Stakeholders are happy to pay lip service to “design taste” as long as it concerns decisions they don’t care about. But it has no place in how they define value. As soon as “taste” gets in the way of doing more features faster, it has all the convincing power of a gentle puff of hot air.

What’s the Venn diagram of designers who think only they can understand the user, and designers who complain stakeholders always disagree with them?

Guy Segal 

Yes, aesthetics are a unique thing that only design owns. Aesthetics are a powerful tool for communicating something about the product to their audience. Constraining that tool solely to express the designer’s taste is a colossal liability, because it limits what they can communicate and to whom. 

Instead of taste, what Design should be cultivating is a point of view. 

The difference is subtle, but easy to grasp. When you say “no” to a design decision – how do you explain why not? Does your explanation reference the purpose of the decision – is the argument "this is a suboptimal way of achieving your goal" – or is it just "it's not the way I would do it"? Are you adding value with a rationale for why it's the right thing to do for us, right now or falling back on axioms? 

If you find yourself doing the latter, you are solving design problems rather than user problems. Rather than banging the drum of “make it usable” look to see what exactly is making it unusable today for people who are not you, rather than attempting to displace their problems with your own under the cover of empathy. 

That question can’t be answered by having really good taste. It can only be answered by doing real UX. This is the measure of user research impact, worth hundreds of millions of dollars. Worth, perhaps, the value of the company. 

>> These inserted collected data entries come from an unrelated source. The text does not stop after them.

use calibsync_core::db::migrations::latest_version;
use calibsync_core::db::{backup_database, open_db, open_db_in_memory, DbError};
use calibsync_core::repo::{SqliteReconciliationStore, StoreError};
use rusqlite::Connection;

#[test]
fn open_db_in_memory_applies_all_migrations() {
    let conn = open_db_in_memory().unwrap();

    assert_eq!(schema_version(&conn), latest_version());
    for table in [
        "instruments",
        "calibration_records",
        "sync_sessions",
        "audit_entries",
        "session_lock",
    ] {
        assert_table_exists(&conn, table);
    }
    let foreign_keys: i64 = conn
        .query_row("PRAGMA foreign_keys;", [], |row| row.get(0))
        .unwrap();
    assert_eq!(foreign_keys, 1);
}

#[test]
fn opening_same_database_twice_is_idempotent() {
    let dir = tempfile::tempdir().unwrap();
    let path = dir.path().join("calibsync.db");

    let conn_first = open_db(&path).unwrap();
    assert_eq!(schema_version(&conn_first), latest_version());
    drop(conn_first);

    let conn_second = open_db(&path).unwrap();
    assert_eq!(schema_version(&conn_second), latest_version());
    assert_table_exists(&conn_second, "instruments");
}

#[test]
fn opening_database_with_newer_schema_version_returns_error() {
    let dir = tempfile::tempdir().unwrap();
    let path = dir.path().join("future.db");

    let conn = Connection::open(&path).unwrap();
    conn.execute_batch("PRAGMA user_version = 999;").unwrap();
    drop(conn);

    let err = open_db(&path).unwrap_err();
    match err {
        DbError::UnsupportedSchemaVersion {
            db_version,
            latest_supported,
        } => {
            assert_eq!(db_version, 999);
            assert_eq!(latest_supported, latest_version());
        }
        other => panic!("unexpected error: {other}"),
    }
}

#[test]
fn store_rejects_unmigrated_connection() {
    let conn = Connection::open_in_memory().unwrap();
    let err = SqliteReconciliationStore::try_new(&conn)
        .err()
        .expect("unmigrated connection must be rejected");
    assert!(matches!(
        err,
        StoreError::UninitializedConnection {
            actual_version: 0,
            ..
        }
    ));
}

#[test]
fn history_tables_reject_update_and_delete() {
    let conn = open_db_in_memory().unwrap();
    conn.execute_batch(
        "INSERT INTO instruments (instrument_uuid, external_id, tag, due_date, status)
         VALUES ('00000000-0000-0000-0000-000000000001', 'INS-1', 'PT-1', '2025-01-01', 'active');
         INSERT INTO calibration_records (instrument_uuid, performed_on, next_due)
         VALUES ('00000000-0000-0000-0000-000000000001', '2024-01-01', '2025-01-01');",
    )
    .unwrap();

    assert!(conn
        .execute("UPDATE calibration_records SET next_due = '2030-01-01';", [])
        .is_err());
    assert!(conn.execute("DELETE FROM calibration_records;", []).is_err());
}

#[test]
fn live_external_ids_are_unique_but_retired_rows_may_repeat() {
    let conn = open_db_in_memory().unwrap();
    conn.execute_batch(
        "INSERT INTO instruments (instrument_uuid, external_id, tag, due_date, status)
         VALUES ('00000000-0000-0000-0000-000000000001', 'INS-1', 'PT-1', '2025-01-01', 'retired');
         INSERT INTO instruments (instrument_uuid, external_id, tag, due_date, status)
         VALUES ('00000000-0000-0000-0000-000000000002', 'INS-1', 'PT-1', '2025-01-01', 'active');",
    )
    .unwrap();

    let duplicate = conn.execute(
        "INSERT INTO instruments (instrument_uuid, external_id, tag, due_date, status)
         VALUES ('00000000-0000-0000-0000-000000000003', 'INS-1', 'PT-1', '2025-01-01', 'active');",
        [],
    );
    assert!(duplicate.is_err());
}

#[test]
fn backup_copies_database_and_refuses_to_overwrite() {
    let dir = tempfile::tempdir().unwrap();
    let conn = open_db(dir.path().join("live.db")).unwrap();
    let dest = dir.path().join("backup.db");

    backup_database(&conn, &dest).unwrap();
    let copy = Connection::open(&dest).unwrap();
    assert_eq!(schema_version(&copy), latest_version());
    assert_table_exists(&copy, "sync_sessions");

    let err = backup_database(&conn, &dest).unwrap_err();
    assert!(matches!(err, DbError::BackupTargetExists(_)));
}

fn schema_version(conn: &Connection) -> u32 {
    conn.query_row("PRAGMA user_version;", [], |row| row.get(0))
        .unwrap()
}

fn assert_table_exists(conn: &Connection, table_name: &str) {
    let exists: i64 = conn
        .query_row(
            "SELECT EXISTS(
                SELECT 1
                FROM sqlite_master
                WHERE type = 'table' AND name = ?1
            );",
            [table_name],
            |row| row.get(0),
        )
        .unwrap();
    assert_eq!(exists, 1, "table {table_name} does not exist");
}
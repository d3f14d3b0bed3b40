//! Cross-process session lease.
//!
//! # Invariants
//! - The `session_lock` table holds at most one row; its owner is the only
//!   caller allowed to run a session, manual edit or backup on this database.
//! - A lease may be taken over only when its process is gone or its
//!   heartbeat is older than the stale threshold.

use super::codec::parse_uuid;
use super::instrument_repo::SqliteReconciliationStore;
use super::StoreResult;
use log::warn;
use rusqlite::{params, Connection, OptionalExtension, Row, Transaction, TransactionBehavior};
use uuid::Uuid;

const LEASE_SELECT_SQL: &str = "SELECT
    owner_uuid,
    operation,
    pid,
    acquired_at,
    heartbeat_at
FROM session_lock
WHERE lock_id = 1;";

/// Current owner of the session lease.
#[derive(Debug, Clone, PartialEq, Eq)]
pub struct LeaseHolder {
    pub owner: Uuid,
    pub operation: String,
    pub pid: u32,
    /// Epoch milliseconds.
    pub acquired_at: i64,
    pub heartbeat_at: i64,
}

impl LeaseHolder {
    /// Whether the holder may be replaced at `now_ms`.
    pub fn is_stale(&self, now_ms: i64, stale_after_ms: i64) -> bool {
        !pid_is_alive(self.pid) || now_ms.saturating_sub(self.heartbeat_at) > stale_after_ms
    }
}

/// Result of a lease acquisition attempt.
#[derive(Debug, Clone, PartialEq, Eq)]
pub enum LeaseOutcome {
    Acquired,
    Held(LeaseHolder),
}

/// Lease bookkeeping shared by every process using one database.
pub trait LockRepository {
    /// Takes the lease for `owner` unless a live holder has it.
    fn try_acquire_lease(
        &self,
        owner: Uuid,
        operation: &str,
        now_ms: i64,
        stale_after_ms: i64,
    ) -> StoreResult<LeaseOutcome>;
    /// Moves the heartbeat forward; `false` when `owner` lost the lease.
    fn refresh_lease(&self, owner: Uuid, now_ms: i64) -> StoreResult<bool>;
    /// Drops the lease if `owner` still holds it.
    fn release_lease(&self, owner: Uuid) -> StoreResult<()>;
    fn current_lease(&self) -> StoreResult<Option<LeaseHolder>>;
}

impl LockRepository for SqliteReconciliationStore<'_> {
    fn try_acquire_lease(
        &self,
        owner: Uuid,
        operation: &str,
        now_ms: i64,
        stale_after_ms: i64,
    ) -> StoreResult<LeaseOutcome> {
        let tx = Transaction::new_unchecked(self.conn, TransactionBehavior::Immediate)?;
        if let Some(holder) = load_lease(&tx)? {
            if !holder.is_stale(now_ms, stale_after_ms) {
                return Ok(LeaseOutcome::Held(holder));
            }
            warn!(
                "event=session_lease module=store status=takeover stale_owner={} stale_operation={} stale_pid={} heartbeat_at={}",
                holder.owner, holder.operation, holder.pid, holder.heartbeat_at
            );
        }

        tx.execute(
            "INSERT OR REPLACE INTO session_lock (
                lock_id,
                owner_uuid,
                operation,
                pid,
                acquired_at,
                heartbeat_at
            ) VALUES (1, ?1, ?2, ?3, ?4, ?4);",
            params![
                owner.to_string(),
                operation,
                i64::from(std::process::id()),
                now_ms
            ],
        )?;
        tx.commit()?;
        Ok(LeaseOutcome::Acquired)
    }

    fn refresh_lease(&self, owner: Uuid, now_ms: i64) -> StoreResult<bool> {
        let changed = self.conn.execute(
            "UPDATE session_lock
             SET heartbeat_at = ?2
             WHERE lock_id = 1 AND owner_uuid = ?1;",
            params![owner.to_string(), now_ms],
        )?;
        Ok(changed == 1)
    }

    fn release_lease(&self, owner: Uuid) -> StoreResult<()> {
        self.conn.execute(
            "DELETE FROM session_lock WHERE lock_id = 1 AND owner_uuid = ?1;",
            [owner.to_string()],
        )?;
        Ok(())
    }

    fn current_lease(&self) -> StoreResult<Option<LeaseHolder>> {
        load_lease(self.conn)
    }
}

fn load_lease(conn: &Connection) -> StoreResult<Option<LeaseHolder>> {
    let Some((owner, operation, pid, acquired_at, heartbeat_at)) = conn
        .query_row(LEASE_SELECT_SQL, [], read_lease_columns)
        .optional()?
    else {
        return Ok(None);
    };
    Ok(Some(LeaseHolder {
        owner: parse_uuid(&owner, "session_lock.owner_uuid")?,
        operation,
        pid: u32::try_from(pid).unwrap_or(0),
        acquired_at,
        heartbeat_at,
    }))
}

type LeaseColumns = (String, String, i64, i64, i64);

fn read_lease_columns(row: &Row<'_>) -> rusqlite::Result<LeaseColumns> {
    Ok((
        row.get("owner_uuid")?,
        row.get("operation")?,
        row.get("pid")?,
        row.get("acquired_at")?,
        row.get("heartbeat_at")?,
    ))
}

#[cfg(target_os = "linux")]
fn pid_is_alive(pid: u32) -> bool {
    pid != 0 && std::path::Path::new(&format!("/proc/{pid}")).exists()
}

#[cfg(not(target_os = "linux"))]
fn pid_is_alive(pid: u32) -> bool {
    pid != 0
}
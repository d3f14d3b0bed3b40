//! Connection bootstrap utilities for SQLite.
//!
//! # Invariants
//! - Returned connections have `foreign_keys=ON`.
//! - Returned connections have migrations fully applied.

use super::migrations::apply_migrations;
use super::DbResult;
use log::{error, info};
use rusqlite::Connection;
use std::path::Path;
use std::time::{Duration, Instant};

const BUSY_TIMEOUT: Duration = Duration::from_secs(5);

/// Opens a SQLite database file and applies all pending migrations.
///
/// # Side effects
/// - Creates the file when it does not exist.
/// - Emits `db_open` logging events with duration and status.
pub fn open_db(path: impl AsRef<Path>) -> DbResult<Connection> {
    open_with("file", || Connection::open(path))
}

/// Opens an in-memory SQLite database and applies all pending migrations.
pub fn open_db_in_memory() -> DbResult<Connection> {
    open_with("memory", Connection::open_in_memory)
}

fn open_with<F>(mode: &'static str, connect: F) -> DbResult<Connection>
where
    F: FnOnce() -> rusqlite::Result<Connection>,
{
    let started_at = Instant::now();
    info!("event=db_open module=db status=start mode={mode}");

    let mut conn = match connect() {
        Ok(conn) => conn,
        Err(err) => {
            error!(
                "event=db_open module=db status=error mode={mode} duration_ms={} error_code=db_open_failed error={}",
                started_at.elapsed().as_millis(),
                err
            );
            return Err(err.into());
        }
    };

    match bootstrap_connection(&mut conn) {
        Ok(()) => {
            info!(
                "event=db_open module=db status=ok mode={mode} duration_ms={}",
                started_at.elapsed().as_millis()
            );
            Ok(conn)
        }
        Err(err) => {
            error!(
                "event=db_open module=db status=error mode={mode} duration_ms={} error_code=db_bootstrap_failed error={}",
                started_at.elapsed().as_millis(),
                err
            );
            Err(err)
        }
    }
}

fn bootstrap_connection(conn: &mut Connection) -> DbResult<()> {
    conn.execute_batch("PRAGMA foreign_keys = ON;")?;
    conn.busy_timeout(BUSY_TIMEOUT)?;
    apply_migrations(conn)?;
    Ok(())
}
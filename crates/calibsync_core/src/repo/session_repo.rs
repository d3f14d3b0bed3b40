//! Sync session persistence.
//!
//! # Invariants
//! - A session row is inserted once, updated while in flight, and becomes
//!   read-only as soon as a terminal status is written.
//! - Listing order is newest first.

use super::codec::parse_uuid;
use super::instrument_repo::SqliteReconciliationStore;
use super::{StoreError, StoreResult};
use crate::model::session::{
    SessionCounts, SessionError, SessionErrorKind, SessionId, SessionStatus, SyncSession,
};
use log::warn;
use rusqlite::{params, Connection, OptionalExtension, Row, Transaction, TransactionBehavior};

const SESSION_SELECT_SQL: &str = "SELECT
    session_uuid,
    status,
    started_at,
    finished_at,
    since_ms,
    fetch_complete,
    source_record_count,
    created_count,
    updated_count,
    deleted_count,
    unchanged_count,
    skipped_count,
    failed_count,
    deferred_delete_count,
    cancel_reason,
    errors_json
FROM sync_sessions";

const SESSIONS_LIMIT_MAX: u32 = 500;

/// Session bookkeeping contract.
pub trait SessionRepository {
    /// Inserts a freshly created session.
    fn begin_session(&self, session: &SyncSession) -> StoreResult<()>;
    /// Persists the current stage and counters of an in-flight session.
    fn save_session_progress(&self, session: &SyncSession) -> StoreResult<()>;
    /// Writes the terminal state; the row is immutable afterwards.
    fn seal_session(&self, session: &SyncSession) -> StoreResult<()>;
    fn get_session(&self, id: SessionId) -> StoreResult<Option<SyncSession>>;
    /// Most recent sessions first, at most `limit` (clamped to 500).
    fn list_sessions(&self, limit: u32) -> StoreResult<Vec<SyncSession>>;
    fn last_succeeded_session(&self) -> StoreResult<Option<SyncSession>>;
    /// Seals every non-terminal session as `failed` with an `abandoned`
    /// error. Only valid while holding the session lease.
    fn seal_abandoned_sessions(&self, finished_at: i64) -> StoreResult<Vec<SessionId>>;
}

impl SessionRepository for SqliteReconciliationStore<'_> {
    fn begin_session(&self, session: &SyncSession) -> StoreResult<()> {
        if session.is_sealed() {
            return Err(StoreError::SessionSealed(session.id));
        }
        self.conn.execute(
            "INSERT INTO sync_sessions (
                session_uuid,
                status,
                started_at,
                since_ms
            ) VALUES (?1, ?2, ?3, ?4);",
            params![
                session.id.to_string(),
                session.status.as_str(),
                session.started_at,
                session.since,
            ],
        )?;
        write_session(self.conn, session)
    }

    fn save_session_progress(&self, session: &SyncSession) -> StoreResult<()> {
        if session.is_sealed() {
            return Err(StoreError::InvalidData(format!(
                "progress write with terminal status {} for session {}",
                session.status, session.id
            )));
        }
        ensure_not_sealed(self.conn, session.id)?;
        write_session(self.conn, session)
    }

    fn seal_session(&self, session: &SyncSession) -> StoreResult<()> {
        if !session.is_sealed() {
            return Err(StoreError::InvalidData(format!(
                "cannot seal session {} with non-terminal status {}",
                session.id, session.status
            )));
        }
        ensure_not_sealed(self.conn, session.id)?;
        write_session(self.conn, session)
    }

    fn get_session(&self, id: SessionId) -> StoreResult<Option<SyncSession>> {
        let sql = format!("{SESSION_SELECT_SQL} WHERE session_uuid = ?1;");
        let mut stmt = self.conn.prepare(&sql)?;
        let mut rows = stmt.query([id.to_string()])?;
        match rows.next()? {
            Some(row) => Ok(Some(parse_session_row(row)?)),
            None => Ok(None),
        }
    }

    fn list_sessions(&self, limit: u32) -> StoreResult<Vec<SyncSession>> {
        let sql = format!("{SESSION_SELECT_SQL} ORDER BY started_at DESC, rowid DESC LIMIT ?1;");
        let mut stmt = self.conn.prepare(&sql)?;
        let mut rows = stmt.query([i64::from(limit.min(SESSIONS_LIMIT_MAX))])?;
        let mut sessions = Vec::new();
        while let Some(row) = rows.next()? {
            sessions.push(parse_session_row(row)?);
        }
        Ok(sessions)
    }

    fn last_succeeded_session(&self) -> StoreResult<Option<SyncSession>> {
        let sql = format!(
            "{SESSION_SELECT_SQL}
             WHERE status = 'succeeded'
             ORDER BY started_at DESC, rowid DESC
             LIMIT 1;"
        );
        let mut stmt = self.conn.prepare(&sql)?;
        let mut rows = stmt.query([])?;
        match rows.next()? {
            Some(row) => Ok(Some(parse_session_row(row)?)),
            None => Ok(None),
        }
    }

    fn seal_abandoned_sessions(&self, finished_at: i64) -> StoreResult<Vec<SessionId>> {
        let tx = Transaction::new_unchecked(self.conn, TransactionBehavior::Immediate)?;
        let abandoned = {
            let sql = format!(
                "{SESSION_SELECT_SQL}
                 WHERE status IN ('pending', 'fetching', 'diffing', 'applying')
                 ORDER BY started_at ASC, rowid ASC;"
            );
            let mut stmt = tx.prepare(&sql)?;
            let mut rows = stmt.query([])?;
            let mut sessions = Vec::new();
            while let Some(row) = rows.next()? {
                sessions.push(parse_session_row(row)?);
            }
            sessions
        };

        let mut sealed = Vec::with_capacity(abandoned.len());
        for mut session in abandoned {
            let stage = session.status;
            session.record_error(
                SessionErrorKind::Abandoned,
                None,
                format!("session stopped during {stage} without being sealed"),
            );
            session.status = SessionStatus::Failed;
            session.finished_at = Some(finished_at);
            write_session(&tx, &session)?;
            warn!(
                "event=sync_session module=store status=abandoned session={} stage={stage}",
                session.id
            );
            sealed.push(session.id);
        }
        tx.commit()?;
        Ok(sealed)
    }
}

fn ensure_not_sealed(conn: &Connection, id: SessionId) -> StoreResult<()> {
    let status: Option<String> = conn
        .query_row(
            "SELECT status FROM sync_sessions WHERE session_uuid = ?1;",
            [id.to_string()],
            |row| row.get(0),
        )
        .optional()?;
    match status.as_deref().map(SessionStatus::parse) {
        None => Err(StoreError::NotFound {
            entity: "sync session",
            id,
        }),
        Some(Some(status)) if status.is_terminal() => Err(StoreError::SessionSealed(id)),
        Some(Some(_)) => Ok(()),
        Some(None) => Err(StoreError::InvalidData(format!(
            "invalid status in sync_sessions.status for {id}"
        ))),
    }
}

fn write_session(conn: &Connection, session: &SyncSession) -> StoreResult<()> {
    let errors_json = serde_json::to_string(&session.errors)
        .map_err(|err| StoreError::InvalidData(format!("cannot encode session errors: {err}")))?;
    let counts = &session.counts;
    conn.execute(
        "UPDATE sync_sessions
         SET status = ?2,
             finished_at = ?3,
             fetch_complete = ?4,
             source_record_count = ?5,
             created_count = ?6,
             updated_count = ?7,
             deleted_count = ?8,
             unchanged_count = ?9,
             skipped_count = ?10,
             failed_count = ?11,
             deferred_delete_count = ?12,
             cancel_reason = ?13,
             errors_json = ?14
         WHERE session_uuid = ?1;",
        params![
            session.id.to_string(),
            session.status.as_str(),
            session.finished_at,
            i64::from(session.fetch_complete),
            count_to_db(session.source_record_count),
            count_to_db(counts.created),
            count_to_db(counts.updated),
            count_to_db(counts.deleted),
            count_to_db(counts.unchanged),
            count_to_db(counts.skipped),
            count_to_db(counts.failed),
            count_to_db(counts.deferred_deletes),
            session.cancel_reason.as_deref(),
            errors_json,
        ],
    )?;
    Ok(())
}

fn count_to_db(value: u64) -> i64 {
    i64::try_from(value).unwrap_or(i64::MAX)
}

fn count_from_db(row: &Row<'_>, column: &'static str) -> StoreResult<u64> {
    let value: i64 = row.get(column)?;
    u64::try_from(value)
        .map_err(|_| StoreError::InvalidData(format!("negative value {value} in sync_sessions.{column}")))
}

fn parse_session_row(row: &Row<'_>) -> StoreResult<SyncSession> {
    let id_text: String = row.get("session_uuid")?;
    let status_text: String = row.get("status")?;
    let errors_text: String = row.get("errors_json")?;
    let fetch_complete: i64 = row.get("fetch_complete")?;

    let status = SessionStatus::parse(&status_text).ok_or_else(|| {
        StoreError::InvalidData(format!(
            "invalid status `{status_text}` in sync_sessions.status"
        ))
    })?;
    let errors: Vec<SessionError> = serde_json::from_str(&errors_text).map_err(|err| {
        StoreError::InvalidData(format!("invalid sync_sessions.errors_json: {err}"))
    })?;

    Ok(SyncSession {
        id: parse_uuid(&id_text, "sync_sessions.session_uuid")?,
        status,
        started_at: row.get("started_at")?,
        finished_at: row.get("finished_at")?,
        since: row.get("since_ms")?,
        fetch_complete: fetch_complete != 0,
        source_record_count: count_from_db(row, "source_record_count")?,
        counts: SessionCounts {
            created: count_from_db(row, "created_count")?,
            updated: count_from_db(row, "updated_count")?,
            deleted: count_from_db(row, "deleted_count")?,
            unchanged: count_from_db(row, "unchanged_count")?,
            skipped: count_from_db(row, "skipped_count")?,
            failed: count_from_db(row, "failed_count")?,
            deferred_deletes: count_from_db(row, "deferred_delete_count")?,
        },
        errors,
        cancel_reason: row.get("cancel_reason")?,
    })
}
//! SQLite storage bootstrap, schema migrations and online backup.
//!
//! # Responsibility
//! - Open and configure SQLite connections for the reconciliation store.
//! - Apply schema migrations in deterministic order.
//! - Copy a live database to a backup file.
//!
//! # Invariants
//! - Migration version is tracked via `PRAGMA user_version`.
//! - No instrument or session data is read/written before migrations succeed.

use std::error::Error;
use std::fmt::{Display, Formatter};
use std::path::PathBuf;

mod backup;
pub mod migrations;
mod open;

pub use backup::backup_database;
pub use open::{open_db, open_db_in_memory};

pub type DbResult<T> = Result<T, DbError>;

#[derive(Debug)]
pub enum DbError {
    Sqlite(rusqlite::Error),
    UnsupportedSchemaVersion {
        db_version: u32,
        latest_supported: u32,
    },
    /// Backups never overwrite an existing file.
    BackupTargetExists(PathBuf),
}

impl Display for DbError {
    fn fmt(&self, f: &mut Formatter<'_>) -> std::fmt::Result {
        match self {
            Self::Sqlite(err) => write!(f, "{err}"),
            Self::UnsupportedSchemaVersion {
                db_version,
                latest_supported,
            } => write!(
                f,
                "database schema version {db_version} is newer than supported {latest_supported}"
            ),
            Self::BackupTargetExists(path) => {
                write!(f, "backup target already exists: {}", path.display())
            }
        }
    }
}

impl Error for DbError {
    fn source(&self) -> Option<&(dyn Error + 'static)> {
        match self {
            Self::Sqlite(err) => Some(err),
            Self::UnsupportedSchemaVersion { .. } => None,
            Self::BackupTargetExists(_) => None,
        }
    }
}

impl From<rusqlite::Error> for DbError {
    fn from(value: rusqlite::Error) -> Self {
        Self::Sqlite(value)
    }
}
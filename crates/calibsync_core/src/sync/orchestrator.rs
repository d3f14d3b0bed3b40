//! Session state machine.
//!
//! `Pending -> Fetching -> Diffing -> Applying -> {Succeeded | Partial | Failed}`,
//! with a jump to `Failed` from any stage on a session-scoped error.
//!
//! # Invariants
//! - The session lock and the database lease are held from before the
//!   session row is created until after it is sealed.
//! - Sessions left unsealed by a dead process are sealed `Failed` before a
//!   new session starts.
//! - Nothing is written to instrument tables before `Applying`, so a session
//!   that fails earlier leaves the snapshot untouched.
//! - Soft deletes are applied only when every page of a full fetch arrived.
//! - Cancellation is observed between pages and between applies.
//! - A store failure after the first commit ends the session `Partial`;
//!   committed work is never reported as `Failed`.

use super::lock::{AcquireError, CancelToken, OperationGuard, SessionLock};
use super::retry::retry;
use super::{SyncError, SyncResult};
use crate::config::SyncConfig;
use crate::diff::{ChangeOp, ChangeSet, DiffEngine};
use crate::model::instrument::{ExternalId, Instrument, InstrumentStatus};
use crate::model::session::{SessionErrorKind, SessionStatus, SyncSession};
use crate::normalize::{normalize, peek_external_id};
use crate::repo::{
    ApplyContext, LockRepository, ReconciliationStore, SessionRepository, StoreError,
};
use crate::source::{FetchOptions, RawRecord, SourceConnector, SourceError};
use chrono::{Local, Utc};
use log::{error, info, warn};
use std::collections::HashSet;
use std::path::Path;
use std::time::Instant;

/// External ids listed in a "not applied" error before the list is cut.
const MAX_LISTED_NOT_APPLIED: usize = 20;

/// Session-scoped failure that ends the session as `Failed`.
struct Abort {
    kind: SessionErrorKind,
    message: String,
}

impl Abort {
    fn new(kind: SessionErrorKind, message: impl Into<String>) -> Self {
        Self {
            kind,
            message: message.into(),
        }
    }
}

impl From<StoreError> for Abort {
    fn from(value: StoreError) -> Self {
        Self::new(SessionErrorKind::StoreUnavailable, value.to_string())
    }
}

/// Entry point for sync sessions and the commands that must not overlap
/// with them.
///
/// Callers in one process should share one orchestrator. Orchestrators in
/// other processes are kept out by the lease row in the database.
#[derive(Debug, Default)]
pub struct SyncOrchestrator {
    config: SyncConfig,
    lock: SessionLock,
}
//! Instrument, calibration history and audit persistence.
//!
//! # Responsibility
//! - Serve the reconciliation snapshot and history read models.
//! - Apply one change per transaction with optimistic revision checks.
//!
//! # Invariants
//! - Successful writes bump `revision` by exactly one and append exactly one
//!   audit entry in the same transaction.
//! - Whenever a due date is set (create or change) a calibration record with
//!   `next_due = due_date` is appended, so the latest record always matches
//!   the instrument.

use super::audit::{list_audit_entries, record_audit};
use super::codec::{
    bool_to_int, date_to_db, parse_date, parse_instrument_row, parse_result, parse_uuid,
    INSTRUMENT_SELECT_SQL,
};
use super::{ensure_store_connection_ready, ApplyContext, StoreError, StoreResult};
use crate::db::backup_database;
use crate::diff::InstrumentUpdate;
use crate::model::audit::{AuditEntry, AuditOperation, FieldChange, NewAuditEntry};
use crate::model::calibration::{CalibrationEvidence, CalibrationRecord};
use crate::model::instrument::{
    ExternalId, Instrument, InstrumentId, InstrumentStatus, TrackedField,
};
use crate::model::session::SessionId;
use log::debug;
use rusqlite::{params, Connection, Transaction, TransactionBehavior};
use std::path::Path;

/// Durable store contract used by the orchestrator and read-only callers.
pub trait ReconciliationStore {
    /// All instruments, retired ones included, ordered by external id.
    fn snapshot(&self) -> StoreResult<Vec<Instrument>>;
    fn get_instrument(&self, id: InstrumentId) -> StoreResult<Option<Instrument>>;
    /// The non-retired instrument with `external_id`, if any.
    fn find_live_instrument(&self, external_id: &ExternalId) -> StoreResult<Option<Instrument>>;
    /// Calibration records of one instrument, oldest first.
    fn calibration_history(&self, id: InstrumentId) -> StoreResult<Vec<CalibrationRecord>>;
    /// Inserts a new instrument at revision 1 and returns the stored row.
    fn apply_create(&self, instrument: &Instrument, context: &ApplyContext)
        -> StoreResult<Instrument>;
    /// Applies a field diff and returns the new revision.
    fn apply_update(&self, update: &InstrumentUpdate, context: &ApplyContext) -> StoreResult<i64>;
    /// Retires an instrument and returns the new revision.
    fn apply_soft_delete(
        &self,
        id: InstrumentId,
        expected_revision: i64,
        context: &ApplyContext,
    ) -> StoreResult<i64>;
    /// Sets a locally owned status and returns the new revision.
    fn set_manual_status(&self, id: InstrumentId, status: InstrumentStatus) -> StoreResult<i64>;
    /// Appends one audit entry in its own transaction.
    fn record_audit(&self, entry: &NewAuditEntry) -> StoreResult<i64>;
    fn audit_for_instrument(&self, id: InstrumentId) -> StoreResult<Vec<AuditEntry>>;
    fn audit_for_session(&self, id: SessionId) -> StoreResult<Vec<AuditEntry>>;
    /// Writes an online backup to a new file at `dest`.
    fn backup_to(&self, dest: &Path) -> StoreResult<()>;
}

/// SQLite-backed reconciliation store.
pub struct SqliteReconciliationStore<'conn> {
    pub(super) conn: &'conn Connection,
}

impl<'conn> SqliteReconciliationStore<'conn> {
    /// Constructs a store from a migrated connection.
    pub fn try_new(conn: &'conn Connection) -> StoreResult<Self> {
        ensure_store_connection_ready(conn)?;
        Ok(Self { conn })
    }
}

They’ve stopped relying on tactical metrics, such as customer satisfaction (CSAT), Net Promoter Score (NPS), task success rates, or conversion rates. These common metrics seldom provided the UX team with worthwhile insights on improving their users’ experiences. Instead, the team now opts for metrics that map closely to their subscribers’ experiences.

Real research doesn’t just deliver better outcomes – it also delivers them faster. High-quality insights produced by professionals last long past the lifespan of the project, meaning that an investment continues to pay dividends. Real research also provides the context that data – including quantitative data – needs in order to be actually useful.  

Fake research (whether done by humans or AI) might be faster, but it provides none of these benefits. As with most shortcuts, there’s a reason that the road isn’t laid down that way.